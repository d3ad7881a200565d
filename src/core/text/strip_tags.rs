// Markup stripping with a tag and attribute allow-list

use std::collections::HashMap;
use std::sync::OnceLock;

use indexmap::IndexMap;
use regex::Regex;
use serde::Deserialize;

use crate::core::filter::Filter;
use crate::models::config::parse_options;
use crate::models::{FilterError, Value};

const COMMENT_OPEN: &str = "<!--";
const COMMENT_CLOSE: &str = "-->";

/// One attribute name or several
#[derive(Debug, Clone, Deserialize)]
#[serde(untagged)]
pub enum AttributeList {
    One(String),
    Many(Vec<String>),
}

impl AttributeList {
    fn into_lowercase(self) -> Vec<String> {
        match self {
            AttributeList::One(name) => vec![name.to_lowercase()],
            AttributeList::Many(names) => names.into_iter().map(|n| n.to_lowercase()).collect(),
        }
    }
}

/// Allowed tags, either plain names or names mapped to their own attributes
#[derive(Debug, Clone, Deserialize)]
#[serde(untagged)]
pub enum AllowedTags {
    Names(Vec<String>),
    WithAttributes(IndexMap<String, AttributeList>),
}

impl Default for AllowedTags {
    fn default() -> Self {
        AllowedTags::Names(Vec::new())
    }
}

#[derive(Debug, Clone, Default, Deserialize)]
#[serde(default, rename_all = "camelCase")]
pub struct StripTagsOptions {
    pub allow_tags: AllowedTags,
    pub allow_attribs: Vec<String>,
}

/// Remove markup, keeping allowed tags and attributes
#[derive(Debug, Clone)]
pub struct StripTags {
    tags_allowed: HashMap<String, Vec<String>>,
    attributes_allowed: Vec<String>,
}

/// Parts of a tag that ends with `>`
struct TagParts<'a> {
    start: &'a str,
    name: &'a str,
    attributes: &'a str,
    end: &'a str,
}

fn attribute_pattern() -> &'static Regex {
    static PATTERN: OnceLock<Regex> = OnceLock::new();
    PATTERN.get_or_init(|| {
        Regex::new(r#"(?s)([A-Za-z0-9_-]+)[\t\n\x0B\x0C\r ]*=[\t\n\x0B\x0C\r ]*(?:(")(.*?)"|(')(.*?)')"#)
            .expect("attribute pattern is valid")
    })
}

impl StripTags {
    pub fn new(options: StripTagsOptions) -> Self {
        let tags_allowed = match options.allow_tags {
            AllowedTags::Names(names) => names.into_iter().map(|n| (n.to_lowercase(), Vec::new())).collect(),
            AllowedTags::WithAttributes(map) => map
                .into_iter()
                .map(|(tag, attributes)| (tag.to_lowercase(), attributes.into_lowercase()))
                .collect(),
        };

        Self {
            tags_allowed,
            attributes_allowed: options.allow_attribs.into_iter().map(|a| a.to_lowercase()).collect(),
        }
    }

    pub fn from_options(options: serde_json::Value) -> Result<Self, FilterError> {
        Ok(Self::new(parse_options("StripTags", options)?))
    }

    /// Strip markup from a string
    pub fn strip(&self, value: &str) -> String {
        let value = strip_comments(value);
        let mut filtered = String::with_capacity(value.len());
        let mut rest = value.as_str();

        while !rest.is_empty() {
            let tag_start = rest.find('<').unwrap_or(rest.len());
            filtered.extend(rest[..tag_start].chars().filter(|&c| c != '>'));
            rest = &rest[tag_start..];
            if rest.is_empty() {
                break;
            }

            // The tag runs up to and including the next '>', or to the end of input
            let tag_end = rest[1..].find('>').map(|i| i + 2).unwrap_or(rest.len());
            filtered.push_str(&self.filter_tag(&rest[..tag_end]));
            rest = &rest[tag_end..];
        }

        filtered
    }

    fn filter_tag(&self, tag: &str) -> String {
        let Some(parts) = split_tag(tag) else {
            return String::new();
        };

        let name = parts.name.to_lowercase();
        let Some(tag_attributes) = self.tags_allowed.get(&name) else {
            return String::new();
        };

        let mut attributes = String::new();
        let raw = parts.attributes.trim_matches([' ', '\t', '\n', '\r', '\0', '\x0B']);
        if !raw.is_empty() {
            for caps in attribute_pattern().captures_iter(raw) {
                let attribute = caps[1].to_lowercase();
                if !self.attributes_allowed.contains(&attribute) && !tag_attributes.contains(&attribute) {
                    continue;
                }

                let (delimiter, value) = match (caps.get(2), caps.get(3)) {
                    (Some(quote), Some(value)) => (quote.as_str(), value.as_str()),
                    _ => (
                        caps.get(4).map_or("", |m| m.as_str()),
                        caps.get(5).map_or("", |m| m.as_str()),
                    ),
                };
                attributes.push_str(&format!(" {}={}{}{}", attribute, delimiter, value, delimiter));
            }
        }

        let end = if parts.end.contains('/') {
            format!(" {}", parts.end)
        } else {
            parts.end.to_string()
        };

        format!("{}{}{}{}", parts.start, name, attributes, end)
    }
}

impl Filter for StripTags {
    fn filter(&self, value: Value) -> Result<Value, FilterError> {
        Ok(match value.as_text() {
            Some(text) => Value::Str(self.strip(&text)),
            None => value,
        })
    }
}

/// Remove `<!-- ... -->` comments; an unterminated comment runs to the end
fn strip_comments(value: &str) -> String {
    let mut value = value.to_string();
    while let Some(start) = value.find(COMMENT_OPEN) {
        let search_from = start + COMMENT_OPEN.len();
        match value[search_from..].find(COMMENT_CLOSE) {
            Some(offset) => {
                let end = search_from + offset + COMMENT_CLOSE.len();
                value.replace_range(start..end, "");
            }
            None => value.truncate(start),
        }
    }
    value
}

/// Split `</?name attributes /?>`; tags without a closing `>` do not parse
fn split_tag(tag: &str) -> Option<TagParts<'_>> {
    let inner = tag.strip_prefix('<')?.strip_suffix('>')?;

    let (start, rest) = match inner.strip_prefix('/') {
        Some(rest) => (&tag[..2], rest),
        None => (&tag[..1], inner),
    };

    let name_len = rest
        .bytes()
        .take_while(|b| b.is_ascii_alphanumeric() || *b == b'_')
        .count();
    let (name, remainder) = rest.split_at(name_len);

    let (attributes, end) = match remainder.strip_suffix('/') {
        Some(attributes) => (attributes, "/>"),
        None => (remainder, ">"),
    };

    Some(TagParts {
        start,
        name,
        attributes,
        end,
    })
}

****************************************

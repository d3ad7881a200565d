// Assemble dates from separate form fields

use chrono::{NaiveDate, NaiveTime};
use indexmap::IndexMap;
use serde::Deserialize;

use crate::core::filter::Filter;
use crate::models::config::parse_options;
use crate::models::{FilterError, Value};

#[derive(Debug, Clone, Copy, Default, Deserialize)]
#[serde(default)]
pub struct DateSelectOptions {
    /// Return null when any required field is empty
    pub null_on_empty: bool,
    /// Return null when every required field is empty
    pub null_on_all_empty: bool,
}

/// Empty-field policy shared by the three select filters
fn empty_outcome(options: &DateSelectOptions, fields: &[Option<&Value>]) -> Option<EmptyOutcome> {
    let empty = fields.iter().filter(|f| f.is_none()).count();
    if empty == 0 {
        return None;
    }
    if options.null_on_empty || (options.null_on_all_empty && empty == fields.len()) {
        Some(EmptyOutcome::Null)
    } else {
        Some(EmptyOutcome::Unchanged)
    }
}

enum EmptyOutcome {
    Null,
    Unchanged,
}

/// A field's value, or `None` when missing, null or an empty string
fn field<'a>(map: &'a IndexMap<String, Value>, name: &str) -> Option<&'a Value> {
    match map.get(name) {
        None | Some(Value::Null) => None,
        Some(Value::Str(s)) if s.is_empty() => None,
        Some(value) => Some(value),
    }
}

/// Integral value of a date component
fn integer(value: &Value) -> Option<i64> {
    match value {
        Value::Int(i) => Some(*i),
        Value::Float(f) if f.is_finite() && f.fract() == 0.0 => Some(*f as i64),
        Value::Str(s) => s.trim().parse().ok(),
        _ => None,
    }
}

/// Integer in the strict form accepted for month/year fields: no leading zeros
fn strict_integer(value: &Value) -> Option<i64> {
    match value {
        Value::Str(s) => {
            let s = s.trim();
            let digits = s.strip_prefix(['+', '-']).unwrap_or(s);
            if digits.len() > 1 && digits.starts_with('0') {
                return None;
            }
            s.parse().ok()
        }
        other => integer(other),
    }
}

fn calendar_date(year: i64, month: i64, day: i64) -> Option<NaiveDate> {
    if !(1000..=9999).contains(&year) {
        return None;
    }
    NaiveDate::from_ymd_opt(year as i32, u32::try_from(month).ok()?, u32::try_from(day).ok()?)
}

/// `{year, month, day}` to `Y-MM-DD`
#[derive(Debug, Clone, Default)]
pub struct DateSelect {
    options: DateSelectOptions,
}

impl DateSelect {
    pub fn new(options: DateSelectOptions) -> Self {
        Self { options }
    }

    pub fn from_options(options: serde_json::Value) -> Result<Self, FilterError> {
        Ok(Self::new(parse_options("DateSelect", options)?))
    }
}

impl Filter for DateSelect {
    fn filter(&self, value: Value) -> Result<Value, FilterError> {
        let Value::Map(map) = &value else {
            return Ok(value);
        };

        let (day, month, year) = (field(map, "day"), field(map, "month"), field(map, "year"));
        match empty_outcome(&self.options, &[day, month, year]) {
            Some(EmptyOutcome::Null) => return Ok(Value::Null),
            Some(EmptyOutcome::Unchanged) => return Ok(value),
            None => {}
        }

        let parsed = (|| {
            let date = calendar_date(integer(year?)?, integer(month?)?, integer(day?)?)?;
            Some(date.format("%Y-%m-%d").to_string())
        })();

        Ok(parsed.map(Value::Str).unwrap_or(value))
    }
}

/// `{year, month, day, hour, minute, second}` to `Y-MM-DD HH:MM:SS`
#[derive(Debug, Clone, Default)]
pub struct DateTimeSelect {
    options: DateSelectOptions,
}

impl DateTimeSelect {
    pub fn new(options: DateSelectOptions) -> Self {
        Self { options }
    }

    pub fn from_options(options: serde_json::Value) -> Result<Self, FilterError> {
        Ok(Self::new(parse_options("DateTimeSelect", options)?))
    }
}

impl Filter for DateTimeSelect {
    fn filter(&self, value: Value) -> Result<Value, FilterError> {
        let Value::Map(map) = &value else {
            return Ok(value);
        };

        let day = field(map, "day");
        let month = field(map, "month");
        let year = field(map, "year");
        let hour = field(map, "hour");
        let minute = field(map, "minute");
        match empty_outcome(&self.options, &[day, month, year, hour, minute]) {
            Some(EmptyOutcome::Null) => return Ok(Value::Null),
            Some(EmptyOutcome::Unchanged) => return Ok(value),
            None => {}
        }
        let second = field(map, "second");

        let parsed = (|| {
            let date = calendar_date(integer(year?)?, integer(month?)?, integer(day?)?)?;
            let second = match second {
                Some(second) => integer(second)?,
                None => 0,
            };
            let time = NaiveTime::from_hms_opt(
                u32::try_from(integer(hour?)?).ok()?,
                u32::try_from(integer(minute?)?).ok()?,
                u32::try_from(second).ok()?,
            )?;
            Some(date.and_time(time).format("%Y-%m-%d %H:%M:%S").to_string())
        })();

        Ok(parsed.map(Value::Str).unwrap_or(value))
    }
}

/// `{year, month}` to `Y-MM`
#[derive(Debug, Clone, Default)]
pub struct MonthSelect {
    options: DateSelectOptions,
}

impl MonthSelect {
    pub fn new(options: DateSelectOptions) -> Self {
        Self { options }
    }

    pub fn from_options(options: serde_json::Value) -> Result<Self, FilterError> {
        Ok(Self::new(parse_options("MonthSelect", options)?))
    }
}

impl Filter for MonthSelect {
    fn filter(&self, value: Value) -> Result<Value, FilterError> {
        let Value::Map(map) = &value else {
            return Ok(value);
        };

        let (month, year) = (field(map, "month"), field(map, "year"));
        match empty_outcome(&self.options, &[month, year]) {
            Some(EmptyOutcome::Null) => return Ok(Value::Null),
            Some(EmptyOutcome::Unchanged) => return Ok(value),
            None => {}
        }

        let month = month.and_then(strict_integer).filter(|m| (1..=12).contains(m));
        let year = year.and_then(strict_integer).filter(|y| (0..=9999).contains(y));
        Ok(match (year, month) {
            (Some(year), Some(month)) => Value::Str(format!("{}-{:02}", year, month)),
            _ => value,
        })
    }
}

****************************************

Of the lines in the data, report each one containing the string "count".

        .count();
    let empty = fields.iter().filter(|f| f.is_none()).count();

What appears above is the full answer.